1. VELA Charge Measurements – Update
Alex Brynes

2. Recap
Introduced existing methods of measuring charge (WCM, ICT, FCUP, BPM, screen).
Scope “Hardware controller” (naming convention TBD).
Some software development considerations.
Type
Function
void
monitorTracesForNShots
monitorNumsForNShots
std::vector<std::vector<double>>
getScopeTrace
std::vector< double >
getScopeNums
getMinOfTraces
getMaxOfTraces
getAreaUnderTraces
getAvgNoise
double
getScopeP1-4
getWCMQ/ICTQ/FCUPQ/EDFCUPQ
std::vector< std::string >
getScopeNames

3. How do we measure charge?
WCM: first minimum of waveform.
ICT: area under waveform.
SP1 FCUP: peak-to-peak voltage. (Use this measurement to calibrate other devices.)
Dark current: area under WCM waveform in AC 1MΩ mode.
ED-FCUP and BA1/2 FCUPs: first peak of waveform.

4. Since Last Time Acquired a scope for testing (velascope03).
Put in a “fake” signal.
Tried to figure out what we can do in terms of control and monitoring, and to find an optimal solution.

5. Considerations
What do we, as AP operators, want to use the oscilloscopes for?
Measuring the charge (inc. jitter).
Anything else? (NB Timing / RF signals etc., are for the experts.)
How do we take measurements?
Remote desktop in to the scope, look at waveforms, use measured data.
How do we make sense of the data?
With a calculator??
Through EPICS?
…. With a Hardware controller?

6. Dynamic Shared Objects (DSOs)
Essentially the same as a DLL.
In this case: a library that can be loaded into VBS, c++, python etc. to access data from the LeCroy scope. (ALICE buncher zero-cross software used this method).
This allows the user to write scripts to systematically take data.
There are a huge variety of ways that the scope data can be accessed: software downloads for this purpose!
I tested 2 of these – ActiveDSO and XStreamDSO – using Python.

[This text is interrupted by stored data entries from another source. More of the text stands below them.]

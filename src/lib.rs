pub mod celo;
pub mod config;
pub mod server;
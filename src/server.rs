use anyhow::Result;
use rmcp::{
    model::{ServerCapabilities, ServerInfo},
    tool,
    transport::stdio,
    ServerHandler, ServiceExt,
};
use schemars::JsonSchema;
use serde::{Deserialize, Serialize};
use serde_json::{json, Value};
use std::sync::Arc;
use tracing::{error, info};

use crate::{
    celo::{
        operations::{
            AddressParams, BlockParams, ContractCallParams, ConvertParams, HashParams,
            HistoryParams, LogsParams, NetworkParams, Operation, PollParams, TokenBalanceParams,
            OPERATIONS,
        },
        utils::describe_error,
        CeloClient,
    },
    config::Config,
};

#[derive(Debug, Clone)]
pub struct CeloMcpServer {
    client: Arc<CeloClient>,
}

#[derive(Debug, Deserialize, Serialize, JsonSchema)]
struct ExecuteRequest {
    /// account, token, block, transaction, contract, network, event, utility or identity
    resource: String,
    operation: String,
    #[serde(default)]
    params: Value,
}

impl CeloMcpServer {
    pub fn new(config: Config) -> Self {
        Self::with_client(CeloClient::new(config))
    }

    pub fn with_client(client: CeloClient) -> Self {
        Self {
            client: Arc::new(client),
        }
    }

    pub async fn run(&self) -> Result<()> {
        info!("Starting Celo MCP Server");

        let service = self.clone().serve(stdio()).await?;

        info!("Celo MCP Server started successfully");
        let _ = service.waiting().await;
        Ok(())
    }

    async fn dispatch(&self, label: &str, operation: Operation) -> String {
        if operation.is_write() && !self.client.config().security.allow_write_operations {
            return "Error: Write operations are disabled. Use --allow-writes flag to enable transaction sending.".to_string();
        }

        match self.client.execute(operation).await {
            Ok(result) => serde_json::to_string_pretty(&result)
                .unwrap_or_else(|_| format!("Failed to serialize {} result", label)),
            Err(e) => {
                error!("Failed to {}: {}", label, e);
                format!("Error: {}", describe_error(&e))
            }
        }
    }
}

#[tool(tool_box)]
impl CeloMcpServer {
    #[tool(description = "Get the native CELO balance of an address")]
    async fn get_balance(&self, #[tool(aggr)] request: AddressParams) -> String {
        self.dispatch("get balance", Operation::AccountBalance(request))
            .await
    }

    #[tool(description = "Get CELO and stable token (cUSD, cEUR, cREAL) balances of an address")]
    async fn get_all_balances(&self, #[tool(aggr)] request: AddressParams) -> String {
        self.dispatch("get balances", Operation::AccountAllBalances(request))
            .await
    }

    #[tool(description = "Get an ERC-20 token balance; token is a symbol (CELO, cUSD, cEUR, cREAL) or contract address")]
    async fn get_token_balance(&self, #[tool(aggr)] request: TokenBalanceParams) -> String {
        self.dispatch("get token balance", Operation::TokenBalance(request))
            .await
    }

    #[tool(description = "Get the total and non-voting locked CELO of an account")]
    async fn get_locked_celo(&self, #[tool(aggr)] request: AddressParams) -> String {
        self.dispatch("get locked CELO", Operation::AccountLockedCelo(request))
            .await
    }

    #[tool(description = "Get a block by number or tag (latest by default)")]
    async fn get_block(&self, #[tool(aggr)] request: BlockParams) -> String {
        self.dispatch("get block", Operation::BlockGet(request)).await
    }

    #[tool(description = "Get a transaction and its receipt by hash")]
    async fn get_transaction(&self, #[tool(aggr)] request: HashParams) -> String {
        let receipt = HashParams {
            hash: request.hash.clone(),
            network: request.network.clone(),
        };
        let transaction = self.client.execute(Operation::TransactionGet(request));
        let receipt = self.client.execute(Operation::TransactionReceipt(receipt));

        match tokio::try_join!(transaction, receipt) {
            Ok((transaction, receipt)) => {
                serde_json::to_string_pretty(&json!({ "transaction": transaction, "receipt": receipt }))
                    .unwrap_or_else(|_| "Failed to serialize transaction".to_string())
            }
            Err(e) => {
                error!("Failed to get transaction: {}", e);
                format!("Error: {}", describe_error(&e))
            }
        }
    }

    #[tool(description = "Get the transaction or token transfer history of an address from the block explorer")]
    async fn get_transaction_history(&self, #[tool(aggr)] request: HistoryParams) -> String {
        self.dispatch("get transaction history", Operation::TransactionHistory(request))
            .await
    }

    #[tool(description = "Call a read-only contract function with typed arguments and decode typed outputs")]
    async fn call_contract(&self, #[tool(aggr)] request: ContractCallParams) -> String {
        self.dispatch("call contract", Operation::ContractCall(request))
            .await
    }

    #[tool(description = "Get logs matching an address and positional topic filter")]
    async fn get_logs(&self, #[tool(aggr)] request: LogsParams) -> String {
        self.dispatch("get logs", Operation::EventLogs(request)).await
    }

    #[tool(description = "Run one poll step of an event trigger from a block checkpoint")]
    async fn poll_trigger(&self, #[tool(aggr)] request: PollParams) -> String {
        self.dispatch("poll trigger", Operation::EventPoll(request))
            .await
    }

    #[tool(description = "Get network details, live chain id and latest block")]
    async fn get_network_info(&self, #[tool(aggr)] request: NetworkParams) -> String {
        self.dispatch("get network info", Operation::NetworkInfo(request))
            .await
    }

    #[tool(description = "Get the current gas price in wei, gwei and CELO")]
    async fn get_gas_price(&self, #[tool(aggr)] request: NetworkParams) -> String {
        self.dispatch("get gas price", Operation::NetworkGasPrice(request))
            .await
    }

    #[tool(description = "Convert an amount between wei, gwei and celo")]
    async fn convert_units(&self, #[tool(aggr)] request: ConvertParams) -> String {
        self.dispatch("convert units", Operation::ConvertUnits(request))
            .await
    }

    #[tool(description = "List every resource and operation accepted by the execute tool")]
    async fn list_operations(&self) -> String {
        let operations: Vec<String> = OPERATIONS
            .iter()
            .map(|(resource, operation)| format!("{}.{}", resource, operation))
            .collect();
        operations.join("\n")
    }

    #[tool(description = "Run any operation by resource and operation name with a JSON parameter object")]
    async fn execute(&self, #[tool(aggr)] request: ExecuteRequest) -> String {
        let label = format!("execute {}.{}", request.resource, request.operation);
        match Operation::parse(&request.resource, &request.operation, request.params) {
            Ok(operation) => self.dispatch(&label, operation).await,
            Err(e) => format!("Error: {}", describe_error(&e)),
        }
    }
}

#[tool(tool_box)]
impl ServerHandler for CeloMcpServer {
    fn get_info(&self) -> ServerInfo {
        ServerInfo {
            instructions: Some("MCP server for the Celo blockchain. Reads balances, stable tokens, locked CELO, blocks, transactions, explorer history and contract state, polls event triggers, and converts units. Transaction signing is not supported.".into()),
            capabilities: ServerCapabilities::builder().enable_tools().build(),
            ..Default::default()
        }
    }
}

#[cfg(test)]
mod tests {
    use super::*;

    #[tokio::test]
    async fn test_writes_are_refused_when_disabled() {
        let server = CeloMcpServer::new(Config::default());
        let response = server.dispatch("send", Operation::TransactionSend).await;
        assert!(response.starts_with("Error: Write operations are disabled"));
    }

    #[tokio::test]
    async fn test_send_reports_not_supported() {
        let mut config = Config::default();
        config.security.allow_write_operations = true;
        let server = CeloMcpServer::new(config);
        let response = server.dispatch("send", Operation::TransactionSend).await;
        assert!(response.contains("not supported"));
    }

    #[tokio::test]
    async fn test_execute_rejects_unknown_operation() {
        let server = CeloMcpServer::new(Config::default());
        let response = server
            .execute(ExecuteRequest {
                resource: "token".into(),
                operation: "burn".into(),
                params: Value::Null,
            })
            .await;
        assert!(response.starts_with("Error: Invalid input"));
    }

    #[tokio::test]
    async fn test_execute_offline_utility() {
        let server = CeloMcpServer::new(Config::default());
        let response = server
            .execute(ExecuteRequest {
                resource: "utility".into(),
                operation: "convert_units".into(),
                params: json!({"value": "1.5", "from_unit": "gwei"}),
            })
            .await;
        let value: Value = serde_json::from_str(&response).unwrap();
        assert_eq!(value["wei"], "1500000000");
    }

    #[tokio::test]
    async fn test_list_operations() {
        let server = CeloMcpServer::new(Config::default());
        let listing = server.list_operations().await;
        assert!(listing.lines().any(|l| l == "event.poll"));
        assert_eq!(listing.lines().count(), OPERATIONS.len());
    }
}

7. Direct Interface with Scope (Remote Desktop)
Pros:
Allows complete functionality.
(Relatively) easy to interpret.
Fast saving of data to files / memory.
Cons:
Only one point of contact. (?)
Too many options may lead to unsaved changes.
Requires unification of scope data with data from other sources.
Outside of the EPICS system.
Can only record waveforms from 1 channel at a time – we can record all the measured values (P1 – P6), however.

8. Scripting with a DSO Pros: Cons:
Same functionality available as when using scope software (easiest with remote desktop to scope).
Allows writing of scripts to automate data-taking.
Can write data to EPICS.
Cons:
Remote control (ActiveDSO) can be slow, and only 1 instance can exist.
Whatever the method, it can’t go much faster than 10Hz when reading data from all 4 channels:
“A 10Hz update rate is quite typical for any DSO…. Unless you were using a high speed digitiser, I can't suggest any other way of improving the update rate.”
LeCroy Field Applications Engineer

9. DSO Control
Prototype program exists on velascope03 for logging charge.
Bare-bones, as it is expected that most people would rather interface with the scope directly to do more complex measurements, save and recall setups, etc.
Any other desired features?

10. Further Work
We need a sensible naming convention for scope setups based on what is being measured (after establishing the best way to take measurements for each diagnostic).
Consider how to interface this with the multiplexer.
Prototype software to calibrate devices.
Find a different solution! This method is barely suitable for 10Hz operation, let alone 100Hz.